In many states in the U.S., especially in the South and West, specialty heart hospitals owned and operated by physicians cropped up throughout the late 1990s and the early part of this decade.
But in 2003, the moratorium halted the opening of new ones, due to concerns over the potential for doctors who co-own specialty hospitals to be influenced by financial rather than medical reasons when referring patients for hospital care. Concern has also arisen about specialty hospitals’ potential to “skim” the most lucrative patients from a region, leaving other hospitals with sicker and uninsured patients.
Meanwhile, advocates for specialty hospitals say they increase quality and efficiency of care by focusing clinical expertise for these disease processes.
In August 2006 the CMS presented a strategic plan to address the long-term development of specialty hospitals. The plan recommended adjustments to Medicare payments to limit financial incentives as well as rule changes to require physicians to disclose their financial interests to patients and to the government. Failure to comply with such requirements would cost a hospital as much as $10,000 a day (MDD, Aug. 17, 2006).
New specialty hospitals continue to be planned around the country, however, spurring considerable debate.
The new study used Medicare data from 1995 to 2003, and focused on heart hospitals that offered bypass surgery or percutaneous coronary intervention (PCI), which includes angioplasty, stenting and related procedures.
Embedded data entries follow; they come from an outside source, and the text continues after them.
//! Incremental markup tokenizer.
//!
//! Consumes raw bytes in arbitrary chunk sizes and yields open/close
//! tag events. The document dialect is element-and-attribute only:
//! character data between elements is skipped, as are comments,
//! declarations and doctypes. Input must be UTF-8; multi-byte
//! sequences may straddle chunk boundaries and are reassembled here.
//!
//! Positions are tracked as 1-based lines and 0-based columns, counted
//! in characters. Events carry the position of their opening `<`;
//! errors carry the position of the offending character.

use crate::error::ParseError;
use smallvec::SmallVec;
use std::collections::VecDeque;

/// Longest character reference we accept between `&` and `;`.
const MAX_ENTITY_LEN: usize = 10;

/// A single `name="value"` pair from a tag, with character references
/// in the value already decoded.
#[derive(Clone, Debug, PartialEq, Eq)]
pub(crate) struct Attribute {
    pub(crate) name: String,
    pub(crate) value: String,
}

/// A tag boundary found in the input.
#[derive(Clone, Debug, PartialEq, Eq)]
pub(crate) enum MarkupEvent {
    /// An open tag, `<name ...>` or `<name .../>`.
    Open {
        name: String,
        attributes: SmallVec<[Attribute; 8]>,
        self_closing: bool,
        line: u64,
        column: u64,
    },
    /// A close tag, `</name>`.
    Close {
        name: String,
        line: u64,
        column: u64,
    },
}

#[derive(Clone, Copy, Debug, PartialEq, Eq)]
enum State {
    Text,
    MarkupStart,
    OpenName,
    InTag,
    AttrName,
    AfterAttrName,
    BeforeAttrValue,
    AttrValue { quote: char },
    AttrEntity { quote: char },
    SelfClosing,
    CloseStart,
    CloseName,
    AfterCloseName,
    Declaration,
    DeclarationQuery,
    BangStart,
    CommentOpen,
    Comment,
    CommentDash,
    CommentDashDash,
    Doctype { brackets: u8 },
}

/// The tokenizer proper. Feed it byte chunks, drain events between
/// feeds, and call [`Tokenizer::finish`] once the input is exhausted.
///
/// Errors are fatal for the document; feeding more input after one is
/// unsupported.
pub(crate) struct Tokenizer {
    state: State,
    line: u64,
    column: u64,
    // Position of the '<' that opened the markup being read.
    mark_line: u64,
    mark_column: u64,
    // Partial UTF-8 sequence carried across a chunk boundary.
    utf8: [u8; 4],
    utf8_len: u8,
    utf8_need: u8,
    name: String,
    attrs: SmallVec<[Attribute; 8]>,
    attr_name: String,
    attr_value: String,
    entity: String,
    events: VecDeque<MarkupEvent>,
}

impl Tokenizer {
    pub(crate) fn new() -> Self {
        Self {
            state: State::Text,
            line: 1,
            column: 0,
            mark_line: 1,
            mark_column: 0,
            utf8: [0; 4],
            utf8_len: 0,
            utf8_need: 0,
            name: String::new(),
            attrs: SmallVec::new(),
            attr_name: String::new(),
            attr_value: String::new(),
            entity: String::new(),
            events: VecDeque::new(),
        }
    }

    /// Consume a chunk of input, queuing any events it completes.
    pub(crate) fn feed(&mut self, bytes: &[u8]) -> Result<(), ParseError> {
        for &byte in bytes {
            if let Some(c) = self.decode(byte)? {
                self.step(c)?;
                self.advance(c);
            }
        }
        Ok(())
    }

    /// Pop the next queued event, oldest first.
    pub(crate) fn next_event(&mut self) -> Option<MarkupEvent> {
        self.events.pop_front()
    }

    /// Validate that the input ended on a clean boundary.
    pub(crate) fn finish(&mut self) -> Result<(), ParseError> {
        if self.utf8_need > 0 {
            return Err(self.error("truncated UTF-8 sequence"));
        }
        if self.state != State::Text {
            return Err(self.error("unexpected end of document inside markup"));
        }
        Ok(())
    }

    /// The position one past the last character consumed.
    pub(crate) fn position(&self) -> (u64, u64) {
        (self.line, self.column)
    }

    fn error(&self, detail: impl Into<String>) -> ParseError {
        ParseError::markup(self.line, self.column, detail)
    }

    /// Run one byte through the UTF-8 decoder. Returns a scalar once a
    /// full sequence has been seen.
    fn decode(&mut self, byte: u8) -> Result<Option<char>, ParseError> {
        if self.utf8_need > 0 {
            if byte & 0xc0 != 0x80 {
                return Err(self.error("invalid UTF-8 sequence"));
            }
            self.utf8[self.utf8_len as usize] = byte;
            self.utf8_len += 1;
            self.utf8_need -= 1;
            if self.utf8_need > 0 {
                return Ok(None);
            }
            let complete = &self.utf8[..self.utf8_len as usize];
            // from_utf8 still rejects overlong forms and surrogates
            // that a lead-byte check alone would let through.
            let c = match std::str::from_utf8(complete).ok().and_then(|s| s.chars().next()) {
                Some(c) => c,
                None => return Err(self.error("invalid UTF-8 sequence")),
            };
            self.utf8_len = 0;
            return Ok(Some(c));
        }
        match byte {
            0x00 => Err(self.error("NUL byte in document")),
            0x01..=0x7f => Ok(Some(byte as char)),
            0xc2..=0xdf => {
                self.begin_sequence(byte, 1);
                Ok(None)
            }
            0xe0..=0xef => {
                self.begin_sequence(byte, 2);
                Ok(None)
            }
            0xf0..=0xf4 => {
                self.begin_sequence(byte, 3);
                Ok(None)
            }
            _ => Err(self.error("invalid UTF-8 sequence")),
        }
    }

    fn begin_sequence(&mut self, lead: u8, continuations: u8) {
        self.utf8[0] = lead;
        self.utf8_len = 1;
        self.utf8_need = continuations;
    }

    fn advance(&mut self, c: char) {
        if c == '\n' {
            self.line += 1;
            self.column = 0;
        } else {
            self.column += 1;
        }
    }

    fn step(&mut self, c: char) -> Result<(), ParseError> {
        match self.state {
            State::Text => {
                // Character data is not significant in this dialect.
                if c == '<' {
                    self.mark_line = self.line;
                    self.mark_column = self.column;
                    self.state = State::MarkupStart;
                }
            }
            State::MarkupStart => match c {
                '/' => self.state = State::CloseStart,
                '?' => self.state = State::Declaration,
                '!' => self.state = State::BangStart,
                c if is_name_start(c) => {
                    self.name.push(c);
                    self.state = State::OpenName;
                }
                _ => return Err(self.error(format!("unexpected character '{c}' after '<'"))),
            },
            State::OpenName => match c {
                c if is_name_char(c) => self.name.push(c),
                c if c.is_ascii_whitespace() => self.state = State::InTag,
                '>' => self.emit_open(false),
                '/' => self.state = State::SelfClosing,
                _ => {
                    return Err(self.error(format!("unexpected character '{c}' in element name")));
                }
            },
            State::InTag => match c {
                c if c.is_ascii_whitespace() => {}
                c if is_name_start(c) => {
                    self.attr_name.push(c);
                    self.state = State::AttrName;
                }
                '>' => self.emit_open(false),
                '/' => self.state = State::SelfClosing,
                _ => return Err(self.error(format!("unexpected character '{c}' in tag"))),
            },
            State::AttrName => match c {
                c if is_name_char(c) => self.attr_name.push(c),
                '=' => self.state = State::BeforeAttrValue,
                c if c.is_ascii_whitespace() => self.state = State::AfterAttrName,
                _ => {
                    return Err(
                        self.error(format!("unexpected character '{c}' in attribute name"))
                    );
                }
            },
            State::AfterAttrName => match c {
                c if c.is_ascii_whitespace() => {}
                '=' => self.state = State::BeforeAttrValue,
                _ => return Err(self.error("expected '=' after attribute name")),
            },
            State::BeforeAttrValue => match c {
                c if c.is_ascii_whitespace() => {}
                '"' | '\'' => self.state = State::AttrValue { quote: c },
                _ => return Err(self.error("attribute value must be quoted")),
            },
            State::AttrValue { quote } => match c {
                c if c == quote => {
                    self.push_attribute();
                    self.state = State::InTag;
                }
                '&' => self.state = State::AttrEntity { quote },
                '<' => return Err(self.error("unescaped '<' in attribute value")),
                _ => self.attr_value.push(c),
            },
            State::AttrEntity { quote } => match c {
                ';' => {
                    let decoded = self.decode_entity()?;
                    self.attr_value.push(decoded);
                    self.state = State::AttrValue { quote };
                }
                c if c.is_ascii_alphanumeric() || c == '#' => {
                    if self.entity.len() >= MAX_ENTITY_LEN {
                        return Err(self.error("invalid character reference"));
                    }
                    self.entity.push(c);
                }
                _ => return Err(self.error("invalid character reference")),
            },
            State::SelfClosing => match c {
                '>' => self.emit_open(true),
                _ => return Err(self.error("expected '>' after '/'")),
            },
            State::CloseStart => match c {
                c if is_name_start(c) => {
                    self.name.push(c);
                    self.state = State::CloseName;
                }
                _ => return Err(self.error("expected an element name")),
            },
            State::CloseName => match c {
                c if is_name_char(c) => self.name.push(c),
                '>' => self.emit_close(),
                c if c.is_ascii_whitespace() => self.state = State::AfterCloseName,
                _ => {
                    return Err(self.error(format!("unexpected character '{c}' in element name")));
                }
            },
            State::AfterCloseName => match c {
                c if c.is_ascii_whitespace() => {}
                '>' => self.emit_close(),
                _ => return Err(self.error(format!("unexpected character '{c}' in close tag"))),
            },
            State::Declaration => {
                if c == '?' {
                    self.state = State::DeclarationQuery;
                }
            }
            State::DeclarationQuery => match c {
                '>' => self.state = State::Text,
                '?' => {}
                _ => self.state = State::Declaration,
            },
            State::BangStart => match c {
                '-' => self.state = State::CommentOpen,
                '>' => self.state = State::Text,
                _ => self.state = State::Doctype { brackets: 0 },
            },
            State::CommentOpen => match c {
                '-' => self.state = State::Comment,
                _ => return Err(self.error("expected '<!--' to open a comment")),
            },
            State::Comment => {
                if c == '-' {
                    self.state = State::CommentDash;
                }
            }
            State::CommentDash => {
                if c == '-' {
                    self.state = State::CommentDashDash;
                } else {
                    self.state = State::Comment;
                }
            }
            State::CommentDashDash => match c {
                '>' => self.state = State::Text,
                '-' => {}
                _ => self.state = State::Comment,
            },
            State::Doctype { brackets } => match c {
                '[' => {
                    self.state = State::Doctype {
                        brackets: brackets.saturating_add(1),
                    };
                }
                ']' => {
                    self.state = State::Doctype {
                        brackets: brackets.saturating_sub(1),
                    };
                }
                '>' if brackets == 0 => self.state = State::Text,
                _ => {}
            },
        }
        Ok(())
    }

    fn emit_open(&mut self, self_closing: bool) {
        let event = MarkupEvent::Open {
            name: std::mem::take(&mut self.name),
            attributes: std::mem::take(&mut self.attrs),
            self_closing,
            line: self.mark_line,
            column: self.mark_column,
        };
        self.events.push_back(event);
        self.state = State::Text;
    }

    fn emit_close(&mut self) {
        let event = MarkupEvent::Close {
            name: std::mem::take(&mut self.name),
            line: self.mark_line,
            column: self.mark_column,
        };
        self.events.push_back(event);
        self.state = State::Text;
    }

    fn push_attribute(&mut self) {
        let attribute = Attribute {
            name: std::mem::take(&mut self.attr_name),
            value: std::mem::take(&mut self.attr_value),
        };
        self.attrs.push(attribute);
    }

    /// Resolve the reference accumulated between `&` and `;`.
    fn decode_entity(&mut self) -> Result<char, ParseError> {
        let decoded = match self.entity.as_str() {
            "amp" => '&',
            "lt" => '<',
            "gt" => '>',
            "quot" => '"',
            "apos" => '\'',
            text => {
                let code = if let Some(hex) =
                    text.strip_prefix("#x").or_else(|| text.strip_prefix("#X"))
                {
                    u32::from_str_radix(hex, 16).ok()
                } else if let Some(dec) = text.strip_prefix('#') {
                    dec.parse::<u32>().ok()
                } else {
                    return Err(self.error(format!("unknown character reference '&{text};'")));
                };
                match code {
                    Some(0) => return Err(self.error("character reference to NUL")),
                    Some(code) => match char::from_u32(code) {
                        Some(c) => c,
                        None => return Err(self.error("invalid character reference")),
                    },
                    None => return Err(self.error("invalid character reference")),
                }
            }
        };
        self.entity.clear();
        Ok(decoded)
    }
}

fn is_name_start(c: char) -> bool {
    c.is_ascii_alphabetic() || c == '_' || c == ':'
}

fn is_name_char(c: char) -> bool {
    is_name_start(c) || c.is_ascii_digit() || c == '-' || c == '.'
}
The researchers looked at patterns of use within 306 hospital referral regions (HRRs), representing unique hospital markets for specialized care. After identifying 13 HRRs where one or more specialty cardiac hospital opened during the study period, the team calculated population-based rates for each year across the U.S.
In every region, the use of PCI rose steadily over the time period, and the use of bypass surgery was level in the 1990s and declined in the early 2000s reflecting a well-known national trend toward minimally invasive techniques instead of surgery to reopen clogged heart arteries. In that same time period, many general hospitals began to offer PCI for the first time.
But the use for these procedures rose even faster in the HRRs where a specialty cardiac hospital opened.
Four years after the specialty cardiac hospitals opened, the population-adjusted rates of heart procedures in their surrounding HRRs had grown by more than twice as much as the rates in HRRs where no specialty hospital had opened. There was no major difference in those rates when the researchers compared HRRs where a new heart program had begun at a general hospital, and HRRs where no new heart services launched.
When the researchers separated the bypass surgery numbers from the angioplasty and other PCI numbers, they found the same effect. And when they considered post-heart attack emergency PCI rates with PCI rates for patients who had not had a heart attack, the difference was much greater. In regions where specialty heart hospitals opened, the rate of these non-emergent PCI procedures rose 42% in four years, compared with a 23% rise in areas where a general hospital offered new heart services, and a 24.8% rise in areas where no new services began.